(Supplied data Opens)

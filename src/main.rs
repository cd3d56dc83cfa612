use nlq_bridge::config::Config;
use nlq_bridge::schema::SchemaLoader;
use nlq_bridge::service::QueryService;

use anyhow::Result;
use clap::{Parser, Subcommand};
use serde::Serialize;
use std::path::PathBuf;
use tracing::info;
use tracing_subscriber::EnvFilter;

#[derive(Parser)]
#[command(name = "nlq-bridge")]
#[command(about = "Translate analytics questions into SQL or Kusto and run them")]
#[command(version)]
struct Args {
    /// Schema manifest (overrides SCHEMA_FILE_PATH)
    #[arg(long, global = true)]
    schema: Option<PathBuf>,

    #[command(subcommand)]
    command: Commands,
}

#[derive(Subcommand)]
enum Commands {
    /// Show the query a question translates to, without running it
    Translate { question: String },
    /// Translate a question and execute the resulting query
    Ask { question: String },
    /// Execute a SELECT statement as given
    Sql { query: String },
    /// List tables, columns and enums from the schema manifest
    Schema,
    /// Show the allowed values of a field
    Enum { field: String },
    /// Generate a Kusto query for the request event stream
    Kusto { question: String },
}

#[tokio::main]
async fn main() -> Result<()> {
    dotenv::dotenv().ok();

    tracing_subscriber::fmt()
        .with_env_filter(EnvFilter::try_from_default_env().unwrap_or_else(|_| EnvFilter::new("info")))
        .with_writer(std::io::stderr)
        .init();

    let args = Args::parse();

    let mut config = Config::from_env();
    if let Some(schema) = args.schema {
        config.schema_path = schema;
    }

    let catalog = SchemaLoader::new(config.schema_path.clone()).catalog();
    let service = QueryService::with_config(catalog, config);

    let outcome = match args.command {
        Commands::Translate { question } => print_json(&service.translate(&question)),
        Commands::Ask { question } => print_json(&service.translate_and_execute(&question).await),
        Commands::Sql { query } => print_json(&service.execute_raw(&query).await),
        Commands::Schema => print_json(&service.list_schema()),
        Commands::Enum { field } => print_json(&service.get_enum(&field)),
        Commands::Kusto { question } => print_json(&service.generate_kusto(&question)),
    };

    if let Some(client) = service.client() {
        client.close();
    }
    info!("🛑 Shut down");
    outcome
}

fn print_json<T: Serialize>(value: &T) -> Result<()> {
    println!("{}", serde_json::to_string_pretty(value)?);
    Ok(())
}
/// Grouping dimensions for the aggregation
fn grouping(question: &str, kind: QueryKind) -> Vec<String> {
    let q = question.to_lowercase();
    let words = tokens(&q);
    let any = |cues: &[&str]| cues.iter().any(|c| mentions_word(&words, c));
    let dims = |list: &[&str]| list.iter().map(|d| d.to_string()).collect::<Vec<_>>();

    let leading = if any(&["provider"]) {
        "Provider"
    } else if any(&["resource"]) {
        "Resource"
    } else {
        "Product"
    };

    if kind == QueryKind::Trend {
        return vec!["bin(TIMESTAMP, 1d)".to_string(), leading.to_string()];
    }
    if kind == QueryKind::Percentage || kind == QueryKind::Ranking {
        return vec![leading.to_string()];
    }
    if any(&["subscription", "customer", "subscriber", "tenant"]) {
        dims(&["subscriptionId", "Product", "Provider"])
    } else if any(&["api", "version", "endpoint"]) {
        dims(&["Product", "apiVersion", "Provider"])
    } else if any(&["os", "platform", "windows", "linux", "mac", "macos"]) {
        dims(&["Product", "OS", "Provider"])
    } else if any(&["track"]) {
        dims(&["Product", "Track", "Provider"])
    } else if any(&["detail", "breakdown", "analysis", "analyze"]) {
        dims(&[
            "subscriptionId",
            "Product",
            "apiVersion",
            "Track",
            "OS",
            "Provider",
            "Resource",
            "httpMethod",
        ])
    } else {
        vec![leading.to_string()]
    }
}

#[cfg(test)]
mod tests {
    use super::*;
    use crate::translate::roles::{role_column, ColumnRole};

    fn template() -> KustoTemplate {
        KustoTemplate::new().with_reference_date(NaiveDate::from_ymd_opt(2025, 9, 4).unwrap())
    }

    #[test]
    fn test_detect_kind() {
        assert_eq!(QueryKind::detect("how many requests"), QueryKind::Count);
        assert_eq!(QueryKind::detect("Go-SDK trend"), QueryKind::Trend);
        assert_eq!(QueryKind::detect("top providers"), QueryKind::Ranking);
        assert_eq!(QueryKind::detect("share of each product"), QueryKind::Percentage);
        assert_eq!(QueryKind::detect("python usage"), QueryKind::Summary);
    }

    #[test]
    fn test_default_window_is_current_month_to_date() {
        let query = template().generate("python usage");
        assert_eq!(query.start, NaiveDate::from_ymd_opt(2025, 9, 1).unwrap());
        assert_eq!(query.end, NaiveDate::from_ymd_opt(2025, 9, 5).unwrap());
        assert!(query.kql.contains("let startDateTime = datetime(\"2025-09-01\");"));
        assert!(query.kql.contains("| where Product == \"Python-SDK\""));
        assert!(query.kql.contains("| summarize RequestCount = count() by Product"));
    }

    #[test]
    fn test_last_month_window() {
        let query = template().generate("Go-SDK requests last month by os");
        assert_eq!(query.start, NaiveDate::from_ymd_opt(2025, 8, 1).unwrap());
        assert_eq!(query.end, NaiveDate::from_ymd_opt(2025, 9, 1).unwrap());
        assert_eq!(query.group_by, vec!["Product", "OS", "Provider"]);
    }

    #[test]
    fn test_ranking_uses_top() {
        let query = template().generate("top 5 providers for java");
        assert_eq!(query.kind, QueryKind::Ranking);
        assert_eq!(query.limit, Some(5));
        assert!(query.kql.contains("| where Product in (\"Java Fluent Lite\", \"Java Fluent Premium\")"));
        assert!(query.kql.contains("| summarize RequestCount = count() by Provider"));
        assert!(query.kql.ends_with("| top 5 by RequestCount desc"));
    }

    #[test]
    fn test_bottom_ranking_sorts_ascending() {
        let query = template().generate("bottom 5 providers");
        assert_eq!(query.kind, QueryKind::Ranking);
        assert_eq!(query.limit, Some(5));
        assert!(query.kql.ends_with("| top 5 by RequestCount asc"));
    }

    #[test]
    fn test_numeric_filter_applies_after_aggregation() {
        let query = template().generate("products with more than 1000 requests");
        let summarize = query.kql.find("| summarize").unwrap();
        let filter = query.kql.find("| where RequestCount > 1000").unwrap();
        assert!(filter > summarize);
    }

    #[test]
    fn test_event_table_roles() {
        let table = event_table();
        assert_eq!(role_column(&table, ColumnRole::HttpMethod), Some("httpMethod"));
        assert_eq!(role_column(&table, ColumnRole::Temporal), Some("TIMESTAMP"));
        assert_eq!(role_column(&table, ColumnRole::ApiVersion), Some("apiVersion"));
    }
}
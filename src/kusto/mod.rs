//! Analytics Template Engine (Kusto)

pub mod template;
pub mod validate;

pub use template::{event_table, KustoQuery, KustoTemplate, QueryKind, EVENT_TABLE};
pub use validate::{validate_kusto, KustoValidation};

(Supplied data Closes)
(Supplied data Opens)

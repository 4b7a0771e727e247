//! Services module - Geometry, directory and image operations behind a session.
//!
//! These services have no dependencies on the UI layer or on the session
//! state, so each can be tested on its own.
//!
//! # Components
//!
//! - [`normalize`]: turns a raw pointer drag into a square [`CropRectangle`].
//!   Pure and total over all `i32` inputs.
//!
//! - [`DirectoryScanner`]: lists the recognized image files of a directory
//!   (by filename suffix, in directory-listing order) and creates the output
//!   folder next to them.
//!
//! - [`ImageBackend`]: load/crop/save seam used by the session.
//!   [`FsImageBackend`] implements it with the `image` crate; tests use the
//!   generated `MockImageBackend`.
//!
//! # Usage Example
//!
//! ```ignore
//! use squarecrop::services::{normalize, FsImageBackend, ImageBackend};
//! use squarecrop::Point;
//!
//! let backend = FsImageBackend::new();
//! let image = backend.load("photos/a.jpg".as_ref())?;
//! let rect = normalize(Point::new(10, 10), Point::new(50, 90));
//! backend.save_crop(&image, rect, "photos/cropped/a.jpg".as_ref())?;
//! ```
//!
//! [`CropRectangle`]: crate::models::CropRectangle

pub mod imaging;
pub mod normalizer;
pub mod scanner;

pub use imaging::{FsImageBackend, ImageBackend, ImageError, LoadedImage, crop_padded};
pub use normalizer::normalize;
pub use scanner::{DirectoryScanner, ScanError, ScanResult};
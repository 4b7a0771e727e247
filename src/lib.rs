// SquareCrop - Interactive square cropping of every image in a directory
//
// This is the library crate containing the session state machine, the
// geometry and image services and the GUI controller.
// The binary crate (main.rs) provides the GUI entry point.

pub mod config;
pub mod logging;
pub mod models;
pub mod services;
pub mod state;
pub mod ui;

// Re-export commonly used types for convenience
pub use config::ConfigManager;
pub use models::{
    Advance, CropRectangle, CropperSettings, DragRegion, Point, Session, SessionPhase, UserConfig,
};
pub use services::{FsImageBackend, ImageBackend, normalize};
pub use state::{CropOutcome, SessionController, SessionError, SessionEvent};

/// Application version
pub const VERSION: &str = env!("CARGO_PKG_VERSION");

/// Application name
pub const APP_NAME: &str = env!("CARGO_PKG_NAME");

(Supplied data Closes)

*What is required:* Among the lines above, repeat exactly those from the line with "use anyhow::Result;" to the line with "statement as given", counting both ends.

*Result for this exercise:*
use anyhow::Result;
use clap::{Parser, Subcommand};
use serde::Serialize;
use std::path::PathBuf;
use tracing::info;
use tracing_subscriber::EnvFilter;

#[derive(Parser)]
#[command(name = "nlq-bridge")]
#[command(about = "Translate analytics questions into SQL or Kusto and run them")]
#[command(version)]
struct Args {
    /// Schema manifest (overrides SCHEMA_FILE_PATH)
    #[arg(long, global = true)]
    schema: Option<PathBuf>,

    #[command(subcommand)]
    command: Commands,
}

#[derive(Subcommand)]
enum Commands {
    /// Show the query a question translates to, without running it
    Translate { question: String },
    /// Translate a question and execute the resulting query
    Ask { question: String },
    /// Execute a SELECT statement as given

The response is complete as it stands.